PROMPT: Each record should be given back exactly, with none missing.

»»

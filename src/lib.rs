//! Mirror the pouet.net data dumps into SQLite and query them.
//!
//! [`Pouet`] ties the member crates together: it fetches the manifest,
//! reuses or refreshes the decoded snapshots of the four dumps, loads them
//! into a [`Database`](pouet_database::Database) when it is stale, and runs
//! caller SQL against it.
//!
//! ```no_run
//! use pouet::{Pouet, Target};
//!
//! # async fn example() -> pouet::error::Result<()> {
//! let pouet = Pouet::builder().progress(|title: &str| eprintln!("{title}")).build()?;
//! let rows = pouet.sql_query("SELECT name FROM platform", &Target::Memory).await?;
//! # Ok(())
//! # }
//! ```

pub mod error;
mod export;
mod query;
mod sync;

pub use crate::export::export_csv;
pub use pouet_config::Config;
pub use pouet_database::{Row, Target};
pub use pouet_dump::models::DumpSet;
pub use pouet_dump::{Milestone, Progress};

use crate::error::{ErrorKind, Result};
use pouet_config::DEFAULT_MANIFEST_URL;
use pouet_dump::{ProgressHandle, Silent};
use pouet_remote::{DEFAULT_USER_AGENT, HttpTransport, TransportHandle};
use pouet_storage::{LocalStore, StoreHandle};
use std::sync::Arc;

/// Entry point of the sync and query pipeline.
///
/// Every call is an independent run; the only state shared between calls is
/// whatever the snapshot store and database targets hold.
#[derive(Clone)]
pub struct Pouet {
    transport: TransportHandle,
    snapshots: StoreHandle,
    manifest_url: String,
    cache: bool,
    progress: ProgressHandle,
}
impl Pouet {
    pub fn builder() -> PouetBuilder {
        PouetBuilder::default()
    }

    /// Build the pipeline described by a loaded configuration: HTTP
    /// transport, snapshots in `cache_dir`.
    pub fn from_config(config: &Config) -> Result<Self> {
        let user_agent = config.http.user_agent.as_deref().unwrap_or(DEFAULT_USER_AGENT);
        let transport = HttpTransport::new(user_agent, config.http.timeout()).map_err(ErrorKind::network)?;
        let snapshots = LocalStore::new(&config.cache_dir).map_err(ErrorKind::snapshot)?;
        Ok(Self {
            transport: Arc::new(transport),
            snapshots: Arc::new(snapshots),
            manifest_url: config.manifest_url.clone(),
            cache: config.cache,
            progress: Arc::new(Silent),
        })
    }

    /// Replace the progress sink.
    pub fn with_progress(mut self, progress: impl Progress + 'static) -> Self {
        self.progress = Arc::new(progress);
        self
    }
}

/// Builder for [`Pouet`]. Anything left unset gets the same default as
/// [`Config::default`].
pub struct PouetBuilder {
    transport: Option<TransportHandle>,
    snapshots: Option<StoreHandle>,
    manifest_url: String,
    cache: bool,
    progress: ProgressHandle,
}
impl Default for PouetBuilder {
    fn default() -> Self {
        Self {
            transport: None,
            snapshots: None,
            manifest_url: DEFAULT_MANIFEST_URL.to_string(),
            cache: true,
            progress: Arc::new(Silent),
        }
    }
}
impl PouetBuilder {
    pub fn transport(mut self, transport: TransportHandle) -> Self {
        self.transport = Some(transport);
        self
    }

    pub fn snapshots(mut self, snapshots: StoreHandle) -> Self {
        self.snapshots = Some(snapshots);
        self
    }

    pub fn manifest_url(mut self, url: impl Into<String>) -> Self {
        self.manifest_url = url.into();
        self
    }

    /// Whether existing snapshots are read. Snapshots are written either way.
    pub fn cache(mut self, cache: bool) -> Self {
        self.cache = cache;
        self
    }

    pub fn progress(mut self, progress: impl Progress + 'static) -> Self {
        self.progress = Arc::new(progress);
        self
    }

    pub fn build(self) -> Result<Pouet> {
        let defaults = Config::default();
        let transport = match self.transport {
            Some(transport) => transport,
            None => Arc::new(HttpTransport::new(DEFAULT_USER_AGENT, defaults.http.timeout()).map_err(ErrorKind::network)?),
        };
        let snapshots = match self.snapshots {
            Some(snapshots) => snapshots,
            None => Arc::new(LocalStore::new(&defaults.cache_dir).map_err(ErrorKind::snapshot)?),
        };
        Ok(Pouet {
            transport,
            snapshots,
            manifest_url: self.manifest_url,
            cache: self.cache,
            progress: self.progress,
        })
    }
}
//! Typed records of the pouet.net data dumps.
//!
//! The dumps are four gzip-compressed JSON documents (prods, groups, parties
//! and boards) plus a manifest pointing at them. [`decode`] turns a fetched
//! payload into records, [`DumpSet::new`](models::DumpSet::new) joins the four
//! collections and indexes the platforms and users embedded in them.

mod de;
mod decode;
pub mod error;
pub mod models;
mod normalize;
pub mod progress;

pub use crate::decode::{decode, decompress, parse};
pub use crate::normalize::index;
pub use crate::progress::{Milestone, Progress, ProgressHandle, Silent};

««

RESULT:
filename src/lib.rs
//! Mirror the pouet.net data dumps into SQLite and query them.
//!
//! [`Pouet`] ties the member crates together: it fetches the manifest,
//! reuses or refreshes the decoded snapshots of the four dumps, loads them
//! into a [`Database`](pouet_database::Database) when it is stale, and runs
//! caller SQL against it.
//!
//! ```no_run
//! use pouet::{Pouet, Target};
//!
//! # async fn example() -> pouet::error::Result<()> {
//! let pouet = Pouet::builder().progress(|title: &str| eprintln!("{title}")).build()?;
//! let rows = pouet.sql_query("SELECT name FROM platform", &Target::Memory).await?;
//! # Ok(())
//! # }
//! ```

pub mod error;
mod export;
mod query;
mod sync;

pub use crate::export::export_csv;
pub use pouet_config::Config;
pub use pouet_database::{Row, Target};
pub use pouet_dump::models::DumpSet;
pub use pouet_dump::{Milestone, Progress};

use crate::error::{ErrorKind, Result};
use pouet_config::DEFAULT_MANIFEST_URL;
use pouet_dump::{ProgressHandle, Silent};
use pouet_remote::{DEFAULT_USER_AGENT, HttpTransport, TransportHandle};
use pouet_storage::{LocalStore, StoreHandle};
use std::sync::Arc;

/// Entry point of the sync and query pipeline.
///
/// Every call is an independent run; the only state shared between calls is
/// whatever the snapshot store and database targets hold.
#[derive(Clone)]
pub struct Pouet {
    transport: TransportHandle,
    snapshots: StoreHandle,
    manifest_url: String,
    cache: bool,
    progress: ProgressHandle,
}
impl Pouet {
    pub fn builder() -> PouetBuilder {
        PouetBuilder::default()
    }

    /// Build the pipeline described by a loaded configuration: HTTP
    /// transport, snapshots in `cache_dir`.
    pub fn from_config(config: &Config) -> Result<Self> {
        let user_agent = config.http.user_agent.as_deref().unwrap_or(DEFAULT_USER_AGENT);
        let transport = HttpTransport::new(user_agent, config.http.timeout()).map_err(ErrorKind::network)?;
        let snapshots = LocalStore::new(&config.cache_dir).map_err(ErrorKind::snapshot)?;
        Ok(Self {
            transport: Arc::new(transport),
            snapshots: Arc::new(snapshots),
            manifest_url: config.manifest_url.clone(),
            cache: config.cache,
            progress: Arc::new(Silent),
        })
    }

    /// Replace the progress sink.
    pub fn with_progress(mut self, progress: impl Progress + 'static) -> Self {
        self.progress = Arc::new(progress);
        self
    }
}

/// Builder for [`Pouet`]. Anything left unset gets the same default as
/// [`Config::default`].
pub struct PouetBuilder {
    transport: Option<TransportHandle>,
    snapshots: Option<StoreHandle>,
    manifest_url: String,
    cache: bool,
    progress: ProgressHandle,
}
impl Default for PouetBuilder {
    fn default() -> Self {
        Self {
            transport: None,
            snapshots: None,
            manifest_url: DEFAULT_MANIFEST_URL.to_string(),
            cache: true,
            progress: Arc::new(Silent),
        }
    }
}
impl PouetBuilder {
    pub fn transport(mut self, transport: TransportHandle) -> Self {
        self.transport = Some(transport);
        self
    }

    pub fn snapshots(mut self, snapshots: StoreHandle) -> Self {
        self.snapshots = Some(snapshots);
        self
    }

    pub fn manifest_url(mut self, url: impl Into<String>) -> Self {
        self.manifest_url = url.into();
        self
    }

    /// Whether existing snapshots are read. Snapshots are written either way.
    pub fn cache(mut self, cache: bool) -> Self {
        self.cache = cache;
        self
    }

    pub fn progress(mut self, progress: impl Progress + 'static) -> Self {
        self.progress = Arc::new(progress);
        self
    }

    pub fn build(self) -> Result<Pouet> {
        let defaults = Config::default();
        let transport = match self.transport {
            Some(transport) => transport,
            None => Arc::new(HttpTransport::new(DEFAULT_USER_AGENT, defaults.http.timeout()).map_err(ErrorKind::network)?),
        };
        let snapshots = match self.snapshots {
            Some(snapshots) => snapshots,
            None => Arc::new(LocalStore::new(&defaults.cache_dir).map_err(ErrorKind::snapshot)?),
        };
        Ok(Pouet {
            transport,
            snapshots,
            manifest_url: self.manifest_url,
            cache: self.cache,
            progress: self.progress,
        })
    }
}
//! Typed records of the pouet.net data dumps.
//!
//! The dumps are four gzip-compressed JSON documents (prods, groups, parties
//! and boards) plus a manifest pointing at them. [`decode`] turns a fetched
//! payload into records, [`DumpSet::new`](models::DumpSet::new) joins the four
//! collections and indexes the platforms and users embedded in them.

mod de;
mod decode;
pub mod error;
pub mod models;
mod normalize;
pub mod progress;

pub use crate::decode::{decode, decompress, parse};
pub use crate::normalize::index;
pub use crate::progress::{Milestone, Progress, ProgressHandle, Silent};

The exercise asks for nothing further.